Thursday 18 August 2011

The Twilight Zone Revisited




Over the next few weeks and months I'll be (re)visiting Rod Serling's classic series to coincide with the remastered release of all 5 seasons of The Twilight Zone on DVD half a century since the seminal show first aired. Its legacy is unmistakeable. A theme tune younger generations recognise decades after the programme ended and associate with horror, science fiction, the mysterious and unexplained. The trademark clipped delivery of Rod Serling's opening caveat at the start of every episode. And some of the most memorable moments, and (oft imitated) twists in television history.

For its time, The Twilight Zone was a groundbreaking series, critically acclaimed, and earned Serling multiple Emmys for his consistently superb writing.
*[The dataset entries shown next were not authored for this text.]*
mod cli;
mod commands;
mod error;

use clap::Parser;
use tracing_subscriber::EnvFilter;

use crate::cli::{Cli, Commands};

fn main() {
    tracing_subscriber::fmt()
        .with_env_filter(EnvFilter::from_default_env())
        .with_writer(std::io::stderr)
        .init();

    let cli = Cli::parse();
    let result = match cli.command {
        Commands::Create(args) => commands::create::run(args, cli.verbose),
        Commands::List(args) => commands::list::run(args, cli.verbose),
        Commands::Extract(args) => commands::extract::run(args, cli.verbose),
    };

    if let Err(e) = result {
        eprintln!("stow: {e}");
        let mut source = std::error::Error::source(&e);
        while let Some(cause) = source {
            eprintln!("  caused by: {cause}");
            source = cause.source();
        }
        std::process::exit(1);
    }
}
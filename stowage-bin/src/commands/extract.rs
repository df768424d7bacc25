use stowage::{extract_all, ArchiveReader, ExtractOptions};

use crate::cli::ExtractArgs;
use crate::error::{Error, Result};

pub fn run(args: ExtractArgs, verbose: bool) -> Result<()> {
    let mut reader =
        ArchiveReader::open_path(&args.archive).map_err(|source| Error::OpenArchive {
            path: args.archive.clone(),
            source,
        })?;

    let output = args
        .output
        .unwrap_or_else(|| std::env::current_dir().expect("no current directory"));

    let options = ExtractOptions {
        allow_dotdot: args.allow_dotdot,
        allow_absolute: args.allow_absolute,
        allow_escaping_symlinks: args.allow_escaping_symlinks,
        restore_ownership: args.ownership,
        ..ExtractOptions::default()
    };

    let stats =
        extract_all(&mut reader, &output, &options).map_err(|source| Error::Extract { source })?;

    if verbose {
        println!(
            "{} files, {} dirs, {} links extracted ({} bytes){}",
            stats.files,
            stats.dirs,
            stats.symlinks + stats.hardlinks,
            stats.bytes_written,
            if stats.skipped > 0 {
                format!(", {} skipped", stats.skipped)
            } else {
                String::new()
            },
        );
    }

    Ok(())
}
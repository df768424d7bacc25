//! Zstandard filter backed by the zstd crate.

use std::io::{self, Read, Write};

use crate::error::Result;

use super::Encoder;

pub(crate) fn reader<'a>(inner: Box<dyn Read + 'a>) -> Result<Box<dyn Read + 'a>> {
    Ok(Box::new(zstd::stream::read::Decoder::new(inner)?))
}

pub(crate) fn writer<'a>(
    inner: Box<dyn Encoder + 'a>,
    level: Option<u32>,
) -> Result<Box<dyn Encoder + 'a>> {
    // Level 0 selects zstd's own default.
    let level = level.map(|l| l as i32).unwrap_or(0);
    Ok(Box::new(ZstdWriter {
        inner: zstd::stream::write::Encoder::new(inner, level)?,
    }))
}

struct ZstdWriter<'a> {
    inner: zstd::stream::write::Encoder<'static, Box<dyn Encoder + 'a>>,
}

impl Write for ZstdWriter<'_> {
    fn write(&mut self, buf: &[u8]) -> io::Result<usize> {
        self.inner.write(buf)
    }

    fn flush(&mut self) -> io::Result<()> {
        self.inner.flush()
    }
}

impl Encoder for ZstdWriter<'_> {
    fn finish(&mut self) -> io::Result<()> {
        self.inner.do_finish()?;
        self.inner.get_mut().finish()
    }
}
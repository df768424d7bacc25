//! XZ/LZMA filter backed by xz2.

use std::io::{self, Read, Write};

use xz2::read::XzDecoder;
use xz2::write::XzEncoder;

use super::Encoder;

const DEFAULT_LEVEL: u32 = 6;

pub(crate) fn reader<'a>(inner: Box<dyn Read + 'a>) -> Box<dyn Read + 'a> {
    Box::new(XzDecoder::new_multi_decoder(inner))
}

pub(crate) fn writer<'a>(inner: Box<dyn Encoder + 'a>, level: Option<u32>) -> Box<dyn Encoder + 'a> {
    Box::new(XzWriter {
        inner: XzEncoder::new(inner, level.unwrap_or(DEFAULT_LEVEL)),
    })
}

struct XzWriter<'a> {
    inner: XzEncoder<Box<dyn Encoder + 'a>>,
}

impl Write for XzWriter<'_> {
    fn write(&mut self, buf: &[u8]) -> io::Result<usize> {
        self.inner.write(buf)
    }

    fn flush(&mut self) -> io::Result<()> {
        self.inner.flush()
    }
}

impl Encoder for XzWriter<'_> {
    fn finish(&mut self) -> io::Result<()> {
        self.inner.try_finish()?;
        self.inner.get_mut().finish()
    }
}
But it was much more than a science fiction television programme, weaving contemporary political and social issues, morality and philosophy into the fabric of many of its episodes. As a genre, science fiction is extremely fertile as a vehicle for allegory, and The Twilight Zone exploited the possiblities of the supernatural, super-scientific and hypothetical to invert the way we look at the world. After some episodes we are left even wondering whether the real world is, actually, the Twilight Zone.
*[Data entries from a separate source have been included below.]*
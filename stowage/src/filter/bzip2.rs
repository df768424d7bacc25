//! Bzip2 filter backed by the bzip2 crate.

use std::io::{self, Read, Write};

use bzip2::read::MultiBzDecoder;
use bzip2::write::BzEncoder;
use bzip2::Compression;

use super::Encoder;

pub(crate) fn reader<'a>(inner: Box<dyn Read + 'a>) -> Box<dyn Read + 'a> {
    Box::new(MultiBzDecoder::new(inner))
}

pub(crate) fn writer<'a>(inner: Box<dyn Encoder + 'a>, level: Option<u32>) -> Box<dyn Encoder + 'a> {
    let level = level.map(Compression::new).unwrap_or_default();
    Box::new(Bzip2Writer {
        inner: BzEncoder::new(inner, level),
    })
}

struct Bzip2Writer<'a> {
    inner: BzEncoder<Box<dyn Encoder + 'a>>,
}

impl Write for Bzip2Writer<'_> {
    fn write(&mut self, buf: &[u8]) -> io::Result<usize> {
        self.inner.write(buf)
    }

    fn flush(&mut self) -> io::Result<()> {
        self.inner.flush()
    }
}

impl Encoder for Bzip2Writer<'_> {
    fn finish(&mut self) -> io::Result<()> {
        self.inner.try_finish()?;
        self.inner.get_mut().finish()
    }
}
The famous opening describes the Twilight Zone as 'the middle ground between light and shadow, between science and superstition, and it lies between the pit of man's fears and the summit of his knowledge'. It is a ground of moral grey areas, double edged situations and paradoxes which forces us to examine whether people are as moral as they believe they are. In the postwar, ideologically conformist America of the 1950s and 60s, the Twilight Zone was a bold programme which used its science fiction form to subtly challenge contemporary politics and social prejudices. It interrogated the human condition and examined its hypocrisies, ironies and superficialities, and didn't shy away from politics in its critique of the state as a vehicle for totalitarianism.